In the context of the early setting, where he was a founding character along with every other Successor Lord, he was one of five, all the same with a lick of personality to differentiate themselves and their factions.
By the time of the novels he was fleshed out into a human character with drives, flaws, ambitions, plans and dreams, all the leaders were, however his were made to seem less selfish than most even while engaging in naked conquest. As leader of the ‘Hero’ faction in the novels it had to be done, these were not deep reading materials.
As the game and setting matured and fortunes swung for every nation and faction so did opinion. Hanse could not remain ‘good’ in a setting where those he conquered had an equal claim to support, both in the setting and in the context of the game.
While he is still seen as far better than Max Liao, madman and callous user of the people, he is not the unvarnished conquering hero, having failures and questionable motives that make him ethically suspect. This has been easier to achieve in sourcebooks and reference materials, where his actions and attitudes are usually reported by a third person or in journal segments rather than in a novel from his own point of view.
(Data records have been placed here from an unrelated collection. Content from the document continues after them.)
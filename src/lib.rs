//! Per-output window stack for a display server.
//!
//! A [`WindowStack`] keeps windows in priority-banded z-order, routes
//! pointer and keyboard input to them (focus, hover, grabs, WM hotkeys) and
//! recomposites exactly the damaged parts of the output through an
//! [`Output`] collaborator.

pub mod config;
pub mod constants;
pub mod drivers;
pub mod error;
pub mod event_loop;
pub mod geometry;
pub mod input;
pub mod layout;
pub mod repaint;
pub mod tracing_sub;
pub mod window;

pub use config::{BackgroundMode, PointerAccel, StackConfig};
pub use drivers::Output;
pub use error::{Result, StackError};
pub use geometry::Rect;
pub use window::{Window, WindowEvent, WindowId, WindowStack};
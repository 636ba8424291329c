//! Collaborators the stack talks to: the composition engine, hardware
//! layers, surface memory and the window event queue. The core only sees
//! the traits below; concrete drivers live in the submodules.

pub mod console;
pub mod keyboard;
pub mod mouse;
pub mod recorder;
pub mod terminal;

use std::io;
use std::path::{Path, PathBuf};
use std::time::Duration;

use bitflags::bitflags;

use crate::error::{Result, StackError};
use crate::geometry::Rect;
use crate::window::{LayerConfig, LayerId, SurfaceDesc, SurfaceId, WindowEvent, WindowId};

#[derive(Debug, Clone, Copy, PartialEq, Eq, Hash, Default)]
pub struct Color {
    pub r: u8,
    pub g: u8,
    pub b: u8,
    pub a: u8,
}

impl Color {
    pub const BLACK: Color = Color::rgb(0, 0, 0);

    pub const fn rgb(r: u8, g: u8, b: u8) -> Self {
        Self { r, g, b, a: 0xff }
    }

    pub const fn from_argb(raw: u32) -> Self {
        Self {
            a: (raw >> 24) as u8,
            r: (raw >> 16) as u8,
            g: (raw >> 8) as u8,
            b: raw as u8,
        }
    }

    pub const fn to_argb(self) -> u32 {
        (self.a as u32) << 24 | (self.r as u32) << 16 | (self.g as u32) << 8 | self.b as u32
    }

    /// Blend `self` over `below` with the given coverage.
    pub fn over(self, below: Color, alpha: u8) -> Color {
        let mix = |top: u8, bottom: u8| -> u8 {
            let a = alpha as u32;
            ((top as u32 * a + bottom as u32 * (255 - a)) / 255) as u8
        };
        Color::rgb(mix(self.r, below.r), mix(self.g, below.g), mix(self.b, below.b))
    }
}

bitflags! {
    #[derive(Debug, Clone, Copy, PartialEq, Eq, Hash, Default)]
    pub struct BlitFlags: u8 {
        const BLEND_ALPHACHANNEL = 1 << 0;
        const BLEND_COLORALPHA = 1 << 1;
        const SRC_COLORKEY = 1 << 2;
        const DEINTERLACE = 1 << 3;
    }
}

bitflags! {
    #[derive(Debug, Clone, Copy, PartialEq, Eq, Hash, Default)]
    pub struct FlipFlags: u8 {
        const WAIT = 1 << 0;
        const ONSYNC = 1 << 1;
    }
}

/// Accelerated 2D composition into the output's back buffer.
///
/// State setters persist until changed; drawing honours the current clip.
pub trait Composer {
    fn set_clip(&mut self, clip: Rect);
    fn set_color(&mut self, color: Color);
    fn set_blit_flags(&mut self, flags: BlitFlags);
    fn set_src_colorkey(&mut self, key: u32);
    /// Global alpha used with [`BlitFlags::BLEND_COLORALPHA`].
    fn set_opacity(&mut self, opacity: u8);
    fn fill_rect(&mut self, rect: Rect);
    fn blit(&mut self, surface: &SurfaceDesc, src: Rect, dx: i32, dy: i32);
    fn stretch_blit(&mut self, surface: &SurfaceDesc, src: Rect, dst: Rect);
    /// Repeat `src` across `dst`, tiles anchored at `dst`'s origin.
    fn tile_blit(&mut self, surface: &SurfaceDesc, src: Rect, dst: Rect);
    /// Make `region` of the back buffer visible on `layer`.
    fn flip(&mut self, layer: LayerId, region: Rect, flags: FlipFlags);

    /// Dump the visible output into `dir`, returning the written file.
    fn screenshot(&mut self, _dir: &Path) -> Result<PathBuf> {
        Err(StackError::Unsupported("screenshot"))
    }
}

/// Configuration of dedicated hardware layers.
pub trait LayerControl {
    fn configure_layer(&mut self, _layer: LayerId, _config: LayerConfig) -> Result<()> {
        Ok(())
    }
}

/// Read access to window surfaces, used by shaped hit testing.
pub trait SurfaceReader {
    /// Raw pixel in the surface's own format. `None` when the surface cannot
    /// be read, which hit testing treats as a hit.
    fn read_pixel(&self, _surface: SurfaceId, _x: i32, _y: i32) -> Option<u32> {
        None
    }
}

/// Queue of events for window owners. Delivery is asynchronous: posting
/// never calls back into the stack.
pub trait EventSink {
    fn post_event(&mut self, window: WindowId, event: WindowEvent);
}

/// Everything one output provides to its window stack.
pub trait Output: Composer + LayerControl + SurfaceReader + EventSink {}

impl<T: Composer + LayerControl + SurfaceReader + EventSink> Output for T {}

/// Source of raw terminal events feeding the console normalizer.
pub trait InputDriver {
    fn poll(&mut self, timeout: Duration) -> io::Result<bool>;
    fn read(&mut self) -> io::Result<crossterm::event::Event>;
    fn set_mouse_capture(&mut self, _enabled: bool) -> io::Result<()> {
        Ok(())
    }
}

impl<T: InputDriver + ?Sized> InputDriver for &mut T {
    fn poll(&mut self, timeout: Duration) -> io::Result<bool> {
        (**self).poll(timeout)
    }

    fn read(&mut self) -> io::Result<crossterm::event::Event> {
        (**self).read()
    }

    fn set_mouse_capture(&mut self, enabled: bool) -> io::Result<()> {
        (**self).set_mouse_capture(enabled)
    }
}
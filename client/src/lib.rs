//
// Copyright 2017-2026 Hans W. Uhlig. All Rights Reserved.
//
// Licensed under the Apache License, Version 2.0 (the "License");
// you may not use this file except in compliance with the License.
// You may obtain a copy of the License at
//
//      http://www.apache.org/licenses/LICENSE-2.0
//
// Unless required by applicable law or agreed to in writing, software
// distributed under the License is distributed on an "AS IS" BASIS,
// WITHOUT WARRANTIES OR CONDITIONS OF ANY KIND, either express or implied.
// See the License for the specific language governing permissions and
// limitations under the License.
//

//! # tcpchat client
//!
//! A dumb terminal relay for the tcpchat server: input lines go to the
//! socket, whatever the server sends goes to the output.
//!
//! ```no_run
//! use tcpchat_client::{ChatClient, ClientConfig};
//!
//! #[tokio::main]
//! async fn main() -> Result<(), Box<dyn std::error::Error>> {
//!     let client = ChatClient::connect(ClientConfig::new("localhost", 8989)).await?;
//!     client.run(tokio::io::stdin(), tokio::io::stdout()).await?;
//!     Ok(())
//! }
//! ```

mod client;
mod config;
mod error;

pub use client::{ChatClient, RelayStats};
pub use config::ClientConfig;
pub use error::{ClientError, Result};
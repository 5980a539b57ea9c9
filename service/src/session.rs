//
// Copyright 2017-2026 Hans W. Uhlig. All Rights Reserved.
//
// Licensed under the Apache License, Version 2.0 (the "License");
// you may not use this file except in compliance with the License.
// You may obtain a copy of the License at
//
//      http://www.apache.org/licenses/LICENSE-2.0
//
// Unless required by applicable law or agreed to in writing, software
// distributed under the License is distributed on an "AS IS" BASIS,
// WITHOUT WARRANTIES OR CONDITIONS OF ANY KIND, either express or implied.
// See the License for the specific language governing permissions and
// limitations under the License.
//

//! Per-connection session handler
//!
//! A [`ChatSession`] owns one connection for its whole life and walks it
//! through `Connecting → NameNegotiation → Active → Closing`:
//!
//! - **Connecting**: the optional banner is written.
//! - **NameNegotiation**: prompt, read a line, sanitize. Empty names re-prompt,
//!   taken names get a notice and re-prompt, a unique name registers.
//! - **Active**: announce the join, replay the transcript, then loop: prompt,
//!   read, sanitize, enqueue.
//! - **Closing**: unregister, close, announce the departure.
//!
//! Only read failures on this session's own connection drive transitions;
//! failed prompt writes are logged and ignored.

use crate::message::{NAME_PROMPT, NAME_TAKEN_NOTICE, capacity_rejection, prompt, timestamp};
use crate::{
    ChatConnection, ChatError, ChatMessage, ConnectionId, DisplayName, LifecycleNotifier,
    OutboundQueue, Registry, Result, ServerMetrics, SessionState, TranscriptHandle,
};
use metrics::counter;
use std::io::ErrorKind;
use std::path::PathBuf;
use std::sync::Arc;
use std::time::{Duration, Instant};
use tokio::io::{AsyncBufReadExt, AsyncRead, AsyncReadExt, BufReader};
use tokio_util::sync::CancellationToken;
use tracing::{debug, info, instrument, trace, warn};

/// Server-wide state every session works against
#[derive(Debug, Clone)]
pub struct SessionContext {
    /// Connection registry
    pub registry: Arc<Registry>,
    /// Outbound queue chat messages are pushed onto
    pub queue: OutboundQueue,
    /// Join/leave announcer
    pub notifier: LifecycleNotifier,
    /// Transcript replayed to new sessions
    pub transcript: TranscriptHandle,
    /// Server metrics
    pub metrics: Arc<ServerMetrics>,
    /// Banner file written on connect
    pub banner_path: Option<PathBuf>,
    /// Maximum bytes taken per read
    pub read_buffer_size: usize,
    /// Timeout for writes to this session's own connection
    pub write_timeout: Duration,
    /// Cancelled when the server shuts down
    pub shutdown: CancellationToken,
}

/// What a finished session did
#[derive(Debug, Clone, PartialEq, Eq)]
pub struct SessionOutcome {
    /// Name the session registered under, if it got that far
    pub name: Option<DisplayName>,
    /// Chat messages the session enqueued
    pub messages_sent: u64,
    /// State the session finished in
    pub final_state: SessionState,
}

/// Handler for a single client connection
pub struct ChatSession<R> {
    id: ConnectionId,
    connection: ChatConnection,
    reader: BufReader<R>,
    ctx: SessionContext,
    state: SessionState,
    name: Option<DisplayName>,
    messages_sent: u64,
    started_at: Instant,
}

impl<R> ChatSession<R>
where
    R: AsyncRead + Unpin + Send,
{
    /// Create a session for `connection`, reading from `reader`
    pub fn new(connection: ChatConnection, reader: R, ctx: SessionContext) -> Self {
        let capacity = ctx.read_buffer_size.max(1);
        Self {
            id: connection.id(),
            connection,
            reader: BufReader::with_capacity(capacity, reader),
            ctx,
            state: SessionState::Connecting,
            name: None,
            messages_sent: 0,
            started_at: Instant::now(),
        }
    }

    /// Current state
    pub fn state(&self) -> SessionState {
        self.state
    }

    /// Run the session to completion
    ///
    /// Always ends in `Closed` with the connection closed and unregistered.
    #[instrument(skip(self), fields(connection_id = %self.id))]
    pub async fn run(mut self) -> SessionOutcome {
        match self.drive().await {
            Ok(()) => debug!("Session ended"),
            Err(e) if e.is_connection_error() => debug!(error = %e, "Session connection lost"),
            Err(ChatError::QueueClosed) => debug!("Session ended by server shutdown"),
            Err(e) => warn!(error = %e, "Session ended with error"),
        }

        self.close().await;

        SessionOutcome {
            name: self.name,
            messages_sent: self.messages_sent,
            final_state: self.state,
        }
    }

    fn set_state(&mut self, state: SessionState) {
        trace!(from = %self.state, to = %state, "Session state change");
        self.state = state;
    }

    async fn drive(&mut self) -> Result<()> {
        self.send_banner().await;

        self.set_state(SessionState::NameNegotiation);
        let name = match self.negotiate_name().await? {
            Some(name) => name,
            None => return Ok(()),
        };

        self.set_state(SessionState::Active);
        info!(name = %name, "Session joined");
        self.ctx.notifier.joined(self.id, &name).await?;
        self.replay_history().await;

        self.relay(&name).await
    }

    async fn send_banner(&self) {
        let Some(path) = &self.ctx.banner_path else {
            return;
        };
        match tokio::fs::read(path).await {
            Ok(banner) if !banner.is_empty() => self.write(&banner).await,
            Ok(_) => {}
            Err(e) if e.kind() == ErrorKind::NotFound => {
                trace!(path = %path.display(), "No banner file");
            }
            Err(e) => warn!(path = %path.display(), error = %e, "Failed to read banner"),
        }
    }

    /// Returns `None` if the connection went away or the server is full
    async fn negotiate_name(&mut self) -> Result<Option<DisplayName>> {
        loop {
            self.write(NAME_PROMPT.as_bytes()).await;

            let Some(line) = self.read_line().await? else {
                debug!("Connection closed during name negotiation");
                return Ok(None);
            };

            let Ok(name) = DisplayName::parse(&line) else {
                continue;
            };

            match self.ctx.registry.register(&self.connection, name.clone()).await {
                Ok(()) => {
                    self.ctx.metrics.session_registered();
                    self.name = Some(name.clone());
                    return Ok(Some(name));
                }
                Err(ChatError::NameTaken(taken)) => {
                    debug!(name = %taken, "Requested name is taken");
                    self.ctx.metrics.name_collision();
                    self.write(NAME_TAKEN_NOTICE.as_bytes()).await;
                }
                Err(ChatError::ServerFull(max)) => {
                    info!(max_users = max, "Server filled up during name negotiation");
                    self.ctx.metrics.connection_rejected();
                    self.write(capacity_rejection(max).as_bytes()).await;
                    return Ok(None);
                }
                Err(e) => return Err(e),
            }
        }
    }

    async fn replay_history(&self) {
        match self.ctx.transcript.read_all().await {
            Ok(history) if !history.is_empty() => {
                debug!(bytes = history.len(), "Replaying transcript");
                self.write(&history).await;
            }
            Ok(_) => {}
            Err(e) => warn!(error = %e, "Failed to read transcript"),
        }
    }

    async fn relay(&mut self, name: &DisplayName) -> Result<()> {
        let mut buf = vec![0u8; self.ctx.read_buffer_size.max(1)];

        loop {
            self.write(prompt(&timestamp(), name).as_bytes()).await;

            let n = tokio::select! {
                result = self.reader.read(&mut buf) => result?,
                _ = self.connection.closed() => return Ok(()),
                _ = self.ctx.shutdown.cancelled() => return Ok(()),
            };
            if n == 0 {
                debug!("Client closed the connection");
                return Ok(());
            }

            if let Some(message) = ChatMessage::from_bytes(self.id, name.clone(), &buf[..n]) {
                trace!(len = message.text().len(), "Enqueueing message");
                self.ctx.metrics.message_received();
                counter!("tcpchat.messages.received").increment(1);
                self.ctx.queue.push(message).await?;
                self.messages_sent += 1;
            }
        }
    }

    /// Read one line, at most `read_buffer_size` bytes
    ///
    /// Returns `None` on EOF or when the connection is closed.
    async fn read_line(&mut self) -> Result<Option<String>> {
        let mut line = Vec::new();
        let limit = self.ctx.read_buffer_size.max(1) as u64;
        let mut limited = (&mut self.reader).take(limit);

        let n = tokio::select! {
            result = limited.read_until(b'\n', &mut line) => result?,
            _ = self.connection.closed() => return Ok(None),
            _ = self.ctx.shutdown.cancelled() => return Ok(None),
        };
        if n == 0 {
            return Ok(None);
        }
        Ok(Some(String::from_utf8_lossy(&line).into_owned()))
    }

    /// Write to this session's own connection; failures are not fatal
    async fn write(&self, bytes: &[u8]) {
        if let Err(e) = self
            .connection
            .send_timeout(bytes, self.ctx.write_timeout)
            .await
        {
            debug!(error = %e, "Write to own connection failed");
        }
    }

    async fn close(&mut self) {
        self.set_state(SessionState::Closing);

        let freed = self.ctx.registry.unregister(self.id).await;
        self.connection.close().await;

        let departed = match (freed, self.name.clone()) {
            (Some(name), _) => Some(name),
            // Dropped earlier by the broadcast engine; the name may already
            // belong to someone else.
            (None, Some(name)) => {
                if self.ctx.registry.contains_name(&name).await {
                    debug!(name = %name, "Name reused before leave, not announcing");
                    None
                } else {
                    Some(name)
                }
            }
            (None, None) => None,
        };

        if self.name.is_some() {
            self.ctx
                .metrics
                .session_ended(self.started_at.elapsed());
        }
        if let Some(name) = departed {
            info!(name = %name, "Session left");
            if let Err(e) = self.ctx.notifier.left(self.id, &name).await {
                debug!(error = %e, "Leave announcement dropped");
            }
        }

        self.set_state(SessionState::Closed);
    }
}

impl<R> std::fmt::Debug for ChatSession<R> {
    fn fmt(&self, f: &mut std::fmt::Formatter<'_>) -> std::fmt::Result {
        f.debug_struct("ChatSession")
            .field("id", &self.id)
            .field("state", &self.state)
            .field("name", &self.name)
            .finish()
    }
}
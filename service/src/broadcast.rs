//
// Copyright 2017-2026 Hans W. Uhlig. All Rights Reserved.
//
// Licensed under the Apache License, Version 2.0 (the "License");
// you may not use this file except in compliance with the License.
// You may obtain a copy of the License at
//
//      http://www.apache.org/licenses/LICENSE-2.0
//
// Unless required by applicable law or agreed to in writing, software
// distributed under the License is distributed on an "AS IS" BASIS,
// WITHOUT WARRANTIES OR CONDITIONS OF ANY KIND, either express or implied.
// See the License for the specific language governing permissions and
// limitations under the License.
//

//! Broadcast engine
//!
//! The single consumer of the outbound queue and the only place that walks
//! the registry to deliver. For every drained message it:
//!
//! 1. takes the registry lock,
//! 2. appends chat messages to the transcript,
//! 3. writes the payload plus the recipient's own prompt to every registered
//!    connection except the one the message came from,
//! 4. closes and unregisters recipients whose delivery failed, after the
//!    iteration over the snapshot is complete.
//!
//! Transcript order, delivery order and queue drain order are therefore the
//! same total order across the whole server.

use crate::message::{prompt, timestamp};
use crate::{
    ConnectionId, OutboundMessage, QueueConsumer, Registry, RegistryEntry, ServerMetrics,
    Transcript,
};
use futures_util::future::join_all;
use metrics::counter;
use std::sync::Arc;
use std::time::Duration;
use tracing::{debug, error, info, warn};

/// Outcome of delivering one message
#[derive(Debug, Clone, Default)]
pub struct DeliveryReport {
    /// Number of recipients attempted
    pub recipients: usize,
    /// Number of successful deliveries
    pub delivered: usize,
    /// Recipients that failed and were dropped (ConnectionId and error message)
    pub failed: Vec<(ConnectionId, String)>,
}

impl DeliveryReport {
    /// Check if every delivery succeeded
    pub fn all_delivered(&self) -> bool {
        self.failed.is_empty()
    }
}

/// Single consumer fanning queued messages out to registered connections
pub struct BroadcastEngine {
    registry: Arc<Registry>,
    consumer: QueueConsumer,
    transcript: Transcript,
    metrics: Arc<ServerMetrics>,
    write_timeout: Duration,
}

impl BroadcastEngine {
    /// Create a broadcast engine
    pub fn new(
        registry: Arc<Registry>,
        consumer: QueueConsumer,
        transcript: Transcript,
        metrics: Arc<ServerMetrics>,
        write_timeout: Duration,
    ) -> Self {
        Self {
            registry,
            consumer,
            transcript,
            metrics,
            write_timeout,
        }
    }

    /// Drain the queue until it is closed
    pub async fn run(mut self) {
        info!("Broadcast engine started");

        while let Some(message) = self.consumer.recv().await {
            let report = self.deliver(message).await;
            if !report.all_delivered() {
                debug!(
                    delivered = report.delivered,
                    failed = report.failed.len(),
                    "Broadcast finished with failures"
                );
            }
        }

        info!(
            transcript_lines = self.transcript.lines(),
            "Broadcast engine stopped"
        );
    }

    /// Deliver one message to every registered connection except its origin
    pub async fn deliver(&mut self, message: OutboundMessage) -> DeliveryReport {
        let mut registry = self.registry.lock().await;

        let (origin, payload) = match &message {
            OutboundMessage::Chat(chat) => {
                let line = chat.format_line(&timestamp());
                if let Err(e) = self.transcript.append(&line).await {
                    error!(error = %e, "Failed to append to transcript");
                }
                self.metrics.message_broadcast();
                counter!("tcpchat.messages.broadcast").increment(1);
                (chat.origin(), format!("\n{}", line))
            }
            OutboundMessage::Lifecycle(event) => {
                counter!("tcpchat.lifecycle.announced").increment(1);
                (event.origin(), event.render())
            }
        };

        let recipients: Vec<RegistryEntry> = registry
            .snapshot()
            .into_iter()
            .filter(|entry| entry.id() != origin)
            .collect();

        let prompt_time = timestamp();
        let write_timeout = self.write_timeout;
        let sends = recipients.iter().map(|entry| {
            let mut bytes = payload.clone();
            bytes.push_str(&prompt(&prompt_time, &entry.name));
            async move {
                let result = entry
                    .connection
                    .send_timeout(bytes.as_bytes(), write_timeout)
                    .await;
                (entry, result)
            }
        });
        let results = join_all(sends).await;

        let mut report = DeliveryReport {
            recipients: recipients.len(),
            ..Default::default()
        };
        let mut dropped = Vec::new();
        for (entry, result) in results {
            match result {
                Ok(()) => {
                    report.delivered += 1;
                    self.metrics.delivery();
                }
                Err(e) => {
                    warn!(
                        connection_id = %entry.id(),
                        name = %entry.name,
                        error = %e,
                        "Delivery failed, dropping recipient"
                    );
                    self.metrics.delivery_failure();
                    counter!("tcpchat.delivery.failures").increment(1);
                    report.failed.push((entry.id(), e.to_string()));
                    dropped.push(entry);
                }
            }
        }

        // Removals happen only after the snapshot has been fully walked
        for entry in dropped {
            entry.connection.close().await;
            registry.remove(entry.id());
        }

        report
    }
}

impl std::fmt::Debug for BroadcastEngine {
    fn fmt(&self, f: &mut std::fmt::Formatter<'_>) -> std::fmt::Result {
        f.debug_struct("BroadcastEngine")
            .field("transcript", &self.transcript.handle().path())
            .field("write_timeout", &self.write_timeout)
            .finish()
    }
}

#[cfg(test)]
mod tests {
    use super::*;
    use crate::{ChatConnection, ChatMessage, DisplayName, LifecycleEvent, OutboundQueue};
    use tokio::io::{AsyncReadExt, DuplexStream, duplex};
    use tracing_test::traced_test;

    struct Harness {
        engine: BroadcastEngine,
        registry: Arc<Registry>,
        queue: OutboundQueue,
        _dir: tempfile::TempDir,
    }

    async fn harness() -> Harness {
        let dir = tempfile::tempdir().unwrap();
        let transcript = Transcript::create(dir.path().join("chat-test.txt"))
            .await
            .unwrap();
        let registry = Arc::new(Registry::new(10));
        let (queue, consumer) = OutboundQueue::bounded(16);
        let engine = BroadcastEngine::new(
            registry.clone(),
            consumer,
            transcript,
            Arc::new(ServerMetrics::new()),
            Duration::from_millis(200),
        );
        Harness {
            engine,
            registry,
            queue,
            _dir: dir,
        }
    }

    async fn join(registry: &Registry, id: u64, name: &str) -> (ChatConnection, DuplexStream) {
        let (local, remote) = duplex(4096);
        let conn = ChatConnection::from_parts(local, ConnectionId::new(id), None);
        registry
            .register(&conn, DisplayName::parse(name).unwrap())
            .await
            .unwrap();
        (conn, remote)
    }

    async fn read_available(stream: &mut DuplexStream) -> String {
        let mut buf = vec![0u8; 4096];
        let n = tokio::time::timeout(Duration::from_millis(200), stream.read(&mut buf))
            .await
            .map(|r| r.unwrap())
            .unwrap_or(0);
        String::from_utf8_lossy(&buf[..n]).into_owned()
    }

    fn chat(id: u64, name: &str, text: &str) -> OutboundMessage {
        ChatMessage::new(ConnectionId::new(id), DisplayName::parse(name).unwrap(), text)
            .unwrap()
            .into()
    }

    #[tokio::test]
    async fn test_chat_skips_sender_and_reprompts_recipients() {
        let mut h = harness().await;
        let (_alice, mut alice_rx) = join(&h.registry, 1, "alice").await;
        let (_bob, mut bob_rx) = join(&h.registry, 2, "bob").await;

        let report = h.engine.deliver(chat(1, "alice", "hello")).await;
        assert_eq!(report.recipients, 1);
        assert_eq!(report.delivered, 1);

        let received = read_available(&mut bob_rx).await;
        assert!(received.starts_with("\n["));
        assert!(received.contains("][alice]: hello\n"));
        assert!(received.ends_with("][bob]: "));

        assert_eq!(read_available(&mut alice_rx).await, "");
    }

    #[tokio::test]
    async fn test_chat_is_transcribed_once() {
        let mut h = harness().await;
        let (_alice, _alice_rx) = join(&h.registry, 1, "alice").await;
        let (_bob, _bob_rx) = join(&h.registry, 2, "bob").await;
        let (_carol, _carol_rx) = join(&h.registry, 3, "carol").await;
        let handle = h.engine.transcript.handle();

        h.engine.deliver(chat(1, "alice", "hello")).await;
        h.engine.deliver(chat(2, "bob", "hi alice")).await;

        let transcript = String::from_utf8(handle.read_all().await.unwrap()).unwrap();
        let lines: Vec<_> = transcript.lines().collect();
        assert_eq!(lines.len(), 2);
        assert!(lines[0].ends_with("][alice]: hello"));
        assert!(lines[1].ends_with("][bob]: hi alice"));
    }

    #[tokio::test]
    async fn test_lifecycle_not_transcribed() {
        let mut h = harness().await;
        let (_alice, mut alice_rx) = join(&h.registry, 1, "alice").await;
        let (_bob, _bob_rx) = join(&h.registry, 2, "bob").await;
        let handle = h.engine.transcript.handle();

        let event = LifecycleEvent::joined(ConnectionId::new(2), DisplayName::parse("bob").unwrap());
        let report = h.engine.deliver(event.into()).await;
        assert_eq!(report.delivered, 1);

        let received = read_available(&mut alice_rx).await;
        assert!(received.starts_with("\nbob has joined our chat...\n["));
        assert!(handle.read_all().await.unwrap().is_empty());
    }

    #[tokio::test]
    async fn test_failed_recipient_dropped_after_iteration() {
        let mut h = harness().await;
        let (_alice, _alice_rx) = join(&h.registry, 1, "alice").await;
        let (bob, bob_rx) = join(&h.registry, 2, "bob").await;
        let (_carol, mut carol_rx) = join(&h.registry, 3, "carol").await;

        // Bob's peer disappears, so writes to bob fail
        drop(bob_rx);

        let report = h.engine.deliver(chat(1, "alice", "anyone there?")).await;
        assert_eq!(report.recipients, 2);
        assert_eq!(report.delivered, 1);
        assert_eq!(report.failed.len(), 1);
        assert_eq!(report.failed[0].0, ConnectionId::new(2));

        assert!(bob.is_closed());
        assert_eq!(h.registry.count().await, 2);
        assert!(
            !h.registry
                .contains_name(&DisplayName::parse("bob").unwrap())
                .await
        );
        assert!(read_available(&mut carol_rx).await.contains("anyone there?"));
    }

    #[tokio::test]
    #[traced_test]
    async fn test_delivery_failure_is_logged() {
        let mut h = harness().await;
        let (_alice, _alice_rx) = join(&h.registry, 1, "alice").await;
        let (_bob, bob_rx) = join(&h.registry, 2, "bob").await;
        drop(bob_rx);

        h.engine.deliver(chat(1, "alice", "ping")).await;
        assert!(logs_contain("Delivery failed, dropping recipient"));
        assert!(logs_contain("conn-2"));
    }

    #[tokio::test]
    async fn test_run_stops_when_queue_closed() {
        let h = harness().await;
        let (_alice, _alice_rx) = join(&h.registry, 1, "alice").await;
        let (_bob, mut bob_rx) = join(&h.registry, 2, "bob").await;
        let queue = h.queue.clone();

        let task = tokio::spawn(h.engine.run());
        queue.push(chat(1, "alice", "first")).await.unwrap();
        assert!(read_available(&mut bob_rx).await.contains("first"));

        queue.close();
        tokio::time::timeout(Duration::from_secs(1), task)
            .await
            .unwrap()
            .unwrap();
    }
}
There is also the need to even out the factions once more, in the most recent developments in the setting the Capellan Confederation has gone from the whipping boy of the Inner Sphere into a nation of nigh unstoppable fanatics. This could very easily come across as an abused people turning around and becoming abusers themselves, instead the wheel turning is more akin to conquered people becoming conquerors against an aggressor. This is a fine hair to split, but if not then Capellans in the Dark Age come across as flat villains.
A final, almost minor note is who better represents Hanse’s legacy; the ethically driven, military oriented Victor or political, ruthless Katherine?
This is a necessary consideration as building a legacy was one of the major points of the character, specifically the Federated Commonwealth super nation, which would live on in part through his children.
And Victor and Katherine are the main contenders, Peter was again more military with a dash of politics, but he lacked the drive and ambition of the other siblings and Hanse, Yvonne was political and again lacked the drive and ambition, though by necessity her focus was on rebuilding and not expansion, while Arthur died (or ‘died’ depending on your perspective) before reaching a point where he was mature enough to show talent outside of his limited military training.
It would be easy to say that each represents a different facet of The Fox, Victor the military and Katherine the politics, creating a yin yang of siblings and foes, and the way they are written it is far from an incorrect assessment but is a function of their characterisation rather than Hanse’s.
It would also be incomplete. Both have ambitions and drives that match each other and Hanse. Katherine wants to rule all of humanity as First Lord, Victor wants to unite humanity in common interest, these both match Hanse’s drives and considering that Victor is military and Katherine is political these drives are mismatched.
Furthermore Katherine callously uses people to her own ends, Victor regretfully sends people out to achieve a goal, Hanse did both and told himself it was for the greater good.
What’s more neither really achieved the goal. Katherine was a contender for First Lord, failed, was deposed and exiled, Victor gave it all up after a fashion to be a unifier.
Ultimately each is a failure at fulfilling their father’s legacy, Katherine was a terrible leader, no military strategist and was all ambition while Victor was a great leader, militarily brilliant but hopelessly naive due to being an inveterate nice guy.
Hanse was a catalyst for change in the setting and he fulfilled that role well. His character did not linger past this change. While he showed enough adaptability during the Clan Invasion that it could be said he contributed, his role was more of a passing of the torch. The Fourth Succession War was his time, and as much as he could have contributed in terms of the evolving storyline he would have become an obstacle, better the clean break the character was given.